> EXERCISE DETAILS: Could you work out how many lines of the material below hold "replay"? Only the number is needed.

> SOURCE DATA:
//! Redacted wrapper for API keys, client secrets, and provider tokens.

// self
use crate::_prelude::*;

/// Sensitive string that never prints its value through `Debug` or `Display`.
///
/// Serializes as the bare string so persisted client records keep the provider's
/// `{"client_id": .., "secret": ".."}` shape.
#[derive(Clone, PartialEq, Eq, Serialize, Deserialize)]
#[serde(transparent)]
pub struct TokenSecret(String);
impl TokenSecret {
	/// Wraps a new secret string.
	pub fn new(value: impl Into<String>) -> Self {
		Self(value.into())
	}

	/// Returns the raw value. Never log it.
	pub fn expose(&self) -> &str {
		&self.0
	}

	/// `Authorization` header value presenting this secret as a bearer token.
	pub fn bearer_authorization(&self) -> String {
		format!("Bearer {}", self.0)
	}
}
impl AsRef<str> for TokenSecret {
	fn as_ref(&self) -> &str {
		self.expose()
	}
}
impl Debug for TokenSecret {
	fn fmt(&self, f: &mut Formatter) -> FmtResult {
		f.write_str("TokenSecret(<redacted>)")
	}
}
impl Display for TokenSecret {
	fn fmt(&self, f: &mut Formatter) -> FmtResult {
		f.write_str("<redacted>")
	}
}
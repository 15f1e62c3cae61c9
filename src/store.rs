//! Storage contracts and built-in backends for registered OAuth clients.

pub mod file;
pub mod memory;

pub use file::FileClientStore;
pub use memory::MemoryClientStore;

// self
use crate::{_prelude::*, auth::RegisteredClient};

/// Boxed future returned by [`ClientStore`] operations.
pub type StoreFuture<'a, T> = Pin<Box<dyn Future<Output = Result<T, StoreError>> + 'a + Send>>;

/// Persistence contract for clients the strategy registered with the provider.
pub trait ClientStore
where
	Self: Send + Sync,
{
	/// Loads every client persisted so far.
	///
	/// Missing or unreadable snapshots are reported as an empty list, never as an error.
	fn load(&self) -> StoreFuture<'_, Vec<RegisteredClient>>;

	/// Appends a newly created client.
	fn append(&self, client: RegisteredClient) -> StoreFuture<'_, ()>;
}

/// On-disk layout shared by persistent backends: `{"clients": [...]}`.
///
/// Entries stay raw JSON: an entry that does not decode as a [`RegisteredClient`] is skipped on
/// load and written back untouched on append. Unknown top-level keys are preserved as well.
#[derive(Clone, Debug, Default, PartialEq, Serialize, Deserialize)]
pub struct ClientSnapshot {
	/// Persisted client records in creation order.
	#[serde(default)]
	pub clients: Vec<JsonValue>,
	/// Remaining top-level fields.
	#[serde(flatten)]
	pub extra: JsonMap<String, JsonValue>,
}
impl ClientSnapshot {
	/// Decodes every entry shaped like a [`RegisteredClient`], skipping the others.
	pub fn registered_clients(&self) -> Vec<RegisteredClient> {
		self.clients
			.iter()
			.enumerate()
			.filter_map(|(_index, entry)| {
				serde_json::from_value(entry.clone())
					.map_err(|_e| {
						#[cfg(feature = "tracing")]
						tracing::warn!(
							index = _index,
							error = %_e,
							"Skipping malformed client store entry."
						);
					})
					.ok()
			})
			.collect()
	}

	/// Appends `client` after the existing entries.
	pub fn push(&mut self, client: &RegisteredClient) -> Result<(), StoreError> {
		let entry = serde_json::to_value(client).map_err(|e| StoreError::Serialization {
			message: format!("Failed to serialize client {}: {e}", client.client_id),
		})?;

		self.clients.push(entry);

		Ok(())
	}
}

/// Error type produced by [`ClientStore`] implementations.
#[derive(Clone, Debug, PartialEq, Eq, Serialize, Deserialize, ThisError)]
pub enum StoreError {
	/// Serialization failures surfaced by the backend.
	#[error("Serialization error: {message}.")]
	Serialization {
		/// Human-readable error payload.
		message: String,
	},
	/// Backend-level failure for the storage engine.
	#[error("Backend failure: {message}.")]
	Backend {
		/// Human-readable error payload.
		message: String,
	},
}
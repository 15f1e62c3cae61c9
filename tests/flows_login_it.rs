#![cfg(all(feature = "reqwest", feature = "test"))]

// crates.io
use httpmock::prelude::*;
use serde_json::json;
// self
use oauth2_opskins::{
	_preludet::*,
	auth::{ClientCredentials, UserIdentity, basic_authorization},
	config::StrategyConfig,
	error::ProtocolError,
	host::AuthOutcome,
	obs::FlowStage,
	provider::ProviderEndpoint,
};

const CLIENT_ID: &str = "client-login";
const CLIENT_SECRET: &str = "secret-login";
const RETURN_URL: &str = "https://app.example.com/auth/opskins/return";

fn config(debug: bool) -> StrategyConfig {
	test_options().debug(debug).build().expect("Test options should validate.")
}

fn registered_strategy(server: &MockServer, debug: bool) -> ReqwestTestStrategy<UserIdentity> {
	let (strategy, _) = build_reqwest_test_strategy(
		&server.base_url(),
		config(debug),
		|identity: UserIdentity| async move { Ok::<_, BoxError>(identity) },
	);

	strategy.with_credentials(ClientCredentials::new(CLIENT_ID, CLIENT_SECRET))
}

fn request(path_and_query: &str) -> Url {
	Url::parse("https://app.example.com")
		.and_then(|base| base.join(path_and_query))
		.expect("Request URL should parse.")
}

async fn begin_login<U>(strategy: &ReqwestTestStrategy<U>) -> String
where
	U: Debug,
{
	match strategy.authenticate(&request("/auth/opskins")).await {
		AuthOutcome::Redirect(location) => location
			.query_pairs()
			.find(|(key, _)| key == "state")
			.map(|(_, value)| value.into_owned())
			.expect("Authorize URL should carry a state."),
		other => panic!("Expected a redirect, got {other:?}."),
	}
}

fn callback(state: &str, code: &str) -> Url {
	let mut url = Url::parse(RETURN_URL).expect("Return URL should parse.");

	url.query_pairs_mut().append_pair("state", state).append_pair("code", code);

	url
}

#[tokio::test]
async fn non_callback_paths_redirect_to_authorize() {
	let server = MockServer::start_async().await;
	let strategy = registered_strategy(&server, false);
	let outcome = strategy.authenticate(&request("/auth/opskins?next=/home")).await;

	assert_eq!(outcome.stage(), FlowStage::AwaitingRedirect);

	let AuthOutcome::Redirect(location) = outcome else {
		panic!("Non-callback requests should redirect.");
	};
	let pairs: HashMap<_, _> = location.query_pairs().into_owned().collect();

	assert!(location.as_str().starts_with(&server.url("/v1/authorize")));
	assert_eq!(pairs.get("client_id"), Some(&CLIENT_ID.into()));
	assert_eq!(pairs.get("response_type"), Some(&"code".into()));
	assert_eq!(pairs.get("scope"), Some(&"identity".into()));
	assert!(strategy.pending_states().contains(&pairs["state"]));
}

#[tokio::test]
async fn successful_callback_yields_identity() {
	let server = MockServer::start_async().await;
	let token = server
		.mock_async(|when, then| {
			when.method(POST)
				.path("/v1/access_token")
				.header("authorization", basic_authorization(CLIENT_ID, CLIENT_SECRET))
				.header("content-type", "application/x-www-form-urlencoded")
				.body("grant_type=authorization_code&code=code-1");
			then.status(200).json_body(json!({ "access_token": "T", "refresh_token": "R" }));
		})
		.await;
	let profile = server
		.mock_async(|when, then| {
			when.method(GET).path("/IUser/GetProfile/v1/").header("authorization", "Bearer T");
			then.status(200).json_body(json!({ "status": 1, "response": { "id": 1, "name": "A" } }));
		})
		.await;
	let strategy = registered_strategy(&server, false);
	let state = begin_login(&strategy).await;
	let outcome = strategy.authenticate(&callback(&state, "code-1")).await;

	token.assert_calls_async(1).await;
	profile.assert_calls_async(1).await;

	assert_eq!(outcome.stage(), FlowStage::Success);

	let AuthOutcome::Success(identity) = outcome else {
		panic!("The login should succeed.");
	};

	assert_eq!(
		serde_json::to_value(&identity).expect("Identities should serialize."),
		json!({
			"id": 1,
			"name": "A",
			"access": { "access_token": "T", "refresh_token": "R", "code": "code-1" },
		})
	);

	let replay = strategy.authenticate(&callback(&state, "code-1")).await;

	assert!(matches!(replay, AuthOutcome::Fail(Error::Csrf)), "States are single-use.");
	token.assert_calls_async(1).await;
}

#[tokio::test]
async fn unknown_state_never_reaches_token_endpoint() {
	let server = MockServer::start_async().await;
	let token = server
		.mock_async(|when, then| {
			when.method(POST).path("/v1/access_token");
			then.status(200).json_body(json!({ "access_token": "T" }));
		})
		.await;
	let strategy = registered_strategy(&server, false);

	begin_login(&strategy).await;

	for target in [callback("forged", "code"), request("/auth/opskins/return?code=code")] {
		let outcome = strategy.authenticate(&target).await;

		assert!(matches!(outcome, AuthOutcome::Fail(Error::Csrf)), "Unexpected outcome: {outcome:?}.");
	}

	token.assert_calls_async(0).await;
	assert_eq!(strategy.pending_states().len(), 1, "Forged states must not consume real ones.");
}

#[tokio::test]
async fn debug_mode_routes_failures_to_error_channel() {
	let server = MockServer::start_async().await;
	let strategy = registered_strategy(&server, true);

	begin_login(&strategy).await;

	let outcome = strategy.authenticate(&callback("forged", "code")).await;

	assert!(matches!(outcome, AuthOutcome::Error(Error::Csrf)), "Unexpected outcome: {outcome:?}.");
	assert_eq!(outcome.stage(), FlowStage::Failed);
}

#[tokio::test]
async fn token_error_field_stops_before_profile() {
	let server = MockServer::start_async().await;
	let token = server
		.mock_async(|when, then| {
			when.method(POST).path("/v1/access_token");
			then.status(400).json_body(json!({ "error": "x" }));
		})
		.await;
	let profile = server
		.mock_async(|when, then| {
			when.method(GET).path("/IUser/GetProfile/v1/");
			then.status(200).json_body(json!({ "response": { "id": 1 } }));
		})
		.await;
	let strategy = registered_strategy(&server, false);
	let state = begin_login(&strategy).await;
	let outcome = strategy.authenticate(&callback(&state, "code")).await;

	token.assert_calls_async(1).await;
	profile.assert_calls_async(0).await;

	match outcome {
		AuthOutcome::Fail(Error::Provider { endpoint, reason }) => {
			assert_eq!(endpoint, ProviderEndpoint::AccessToken);
			assert_eq!(reason, "x");
		},
		other => panic!("Unexpected outcome: {other:?}."),
	}
}

#[tokio::test]
async fn profile_without_response_is_a_protocol_error() {
	let server = MockServer::start_async().await;
	let _token = server
		.mock_async(|when, then| {
			when.method(POST).path("/v1/access_token");
			then.status(200).json_body(json!({ "access_token": "T" }));
		})
		.await;
	let _profile = server
		.mock_async(|when, then| {
			when.method(GET).path("/IUser/GetProfile/v1/");
			then.status(200).json_body(json!({ "status": 0, "message": "Account locked" }));
		})
		.await;
	let strategy = registered_strategy(&server, true);
	let state = begin_login(&strategy).await;
	let outcome = strategy.authenticate(&callback(&state, "code")).await;

	match outcome {
		AuthOutcome::Error(Error::Protocol(ProtocolError::MissingField {
			endpoint: ProviderEndpoint::Profile,
			field: "response",
			message,
		})) => assert_eq!(message.as_deref(), Some("Account locked")),
		other => panic!("Unexpected outcome: {other:?}."),
	}
}

#[tokio::test]
async fn provider_denial_on_callback_is_reported() {
	let server = MockServer::start_async().await;
	let strategy = registered_strategy(&server, true);
	let state = begin_login(&strategy).await;
	let target = request(&format!(
		"/auth/opskins/return?state={state}&error=access_denied&error_description=User+cancelled"
	));
	let outcome = strategy.authenticate(&target).await;

	match outcome {
		AuthOutcome::Error(Error::Provider { endpoint: ProviderEndpoint::Authorize, reason }) =>
			assert_eq!(reason, "access_denied: User cancelled"),
		other => panic!("Unexpected outcome: {other:?}."),
	}
}

#[tokio::test]
async fn verify_rejection_is_routed_as_failure() {
	let server = MockServer::start_async().await;
	let _token = server
		.mock_async(|when, then| {
			when.method(POST).path("/v1/access_token");
			then.status(200).json_body(json!({ "access_token": "T" }));
		})
		.await;
	let _profile = server
		.mock_async(|when, then| {
			when.method(GET).path("/IUser/GetProfile/v1/");
			then.status(200).json_body(json!({ "response": { "id": 9 } }));
		})
		.await;
	let (strategy, _) = build_reqwest_test_strategy(
		&server.base_url(),
		config(false),
		|identity: UserIdentity| async move {
			Err::<u64, BoxError>(format!("user {} is banned", identity.profile["id"]).into())
		},
	);
	let strategy = strategy.with_credentials(ClientCredentials::new(CLIENT_ID, CLIENT_SECRET));
	let state = begin_login(&strategy).await;
	let outcome = strategy.authenticate(&callback(&state, "code")).await;

	match outcome {
		AuthOutcome::Fail(err @ Error::Rejected { .. }) => assert_eq!(
			StdError::source(&err).map(ToString::to_string),
			Some("user 9 is banned".into())
		),
		other => panic!("Unexpected outcome: {other:?}."),
	}
}

#[tokio::test]
async fn unregistered_strategy_rejects_requests() {
	let server = MockServer::start_async().await;
	let (strategy, _) = build_reqwest_test_strategy(
		&server.base_url(),
		config(false),
		|identity: UserIdentity| async move { Ok::<_, BoxError>(identity) },
	);

	for target in [request("/auth/opskins"), callback("any", "code")] {
		let outcome = strategy.authenticate(&target).await;

		assert!(matches!(outcome, AuthOutcome::Fail(Error::NotReady)), "Unexpected outcome: {outcome:?}.");
		assert_eq!(outcome.stage(), FlowStage::NoCredentials);
	}

	assert!(strategy.pending_states().is_empty());
}
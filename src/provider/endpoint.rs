// self
use crate::_prelude::*;

/// Provider endpoints the strategy talks to.
#[derive(Clone, Copy, Debug, PartialEq, Eq, Hash, Serialize, Deserialize)]
#[serde(rename_all = "snake_case")]
pub enum ProviderEndpoint {
	/// `POST /IOAuth/CreateClient/v1/`.
	CreateClient,
	/// `GET /IOAuth/GetOwnedClientList/v1/`.
	OwnedClientList,
	/// `POST /IOAuth/DeleteClient/v1/`.
	DeleteClient,
	/// `GET /v1/authorize` on the OAuth host.
	Authorize,
	/// `POST /v1/access_token` on the OAuth host.
	AccessToken,
	/// `GET /IUser/GetProfile/v1/`.
	Profile,
}
impl ProviderEndpoint {
	/// Returns a stable label suitable for errors and span fields.
	pub const fn as_str(self) -> &'static str {
		match self {
			ProviderEndpoint::CreateClient => "create_client",
			ProviderEndpoint::OwnedClientList => "owned_client_list",
			ProviderEndpoint::DeleteClient => "delete_client",
			ProviderEndpoint::Authorize => "authorize",
			ProviderEndpoint::AccessToken => "access_token",
			ProviderEndpoint::Profile => "profile",
		}
	}

	/// Path relative to the host the endpoint lives on.
	pub const fn path(self) -> &'static str {
		match self {
			ProviderEndpoint::CreateClient => "IOAuth/CreateClient/v1/",
			ProviderEndpoint::OwnedClientList => "IOAuth/GetOwnedClientList/v1/",
			ProviderEndpoint::DeleteClient => "IOAuth/DeleteClient/v1/",
			ProviderEndpoint::Authorize => "v1/authorize",
			ProviderEndpoint::AccessToken => "v1/access_token",
			ProviderEndpoint::Profile => "IUser/GetProfile/v1/",
		}
	}

	/// Returns `true` when the endpoint is served by the OAuth host rather than the API host.
	pub const fn on_oauth_host(self) -> bool {
		matches!(self, ProviderEndpoint::Authorize | ProviderEndpoint::AccessToken)
	}
}
impl Display for ProviderEndpoint {
	fn fmt(&self, f: &mut Formatter) -> FmtResult {
		f.write_str(self.as_str())
	}
}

> RESULT: 2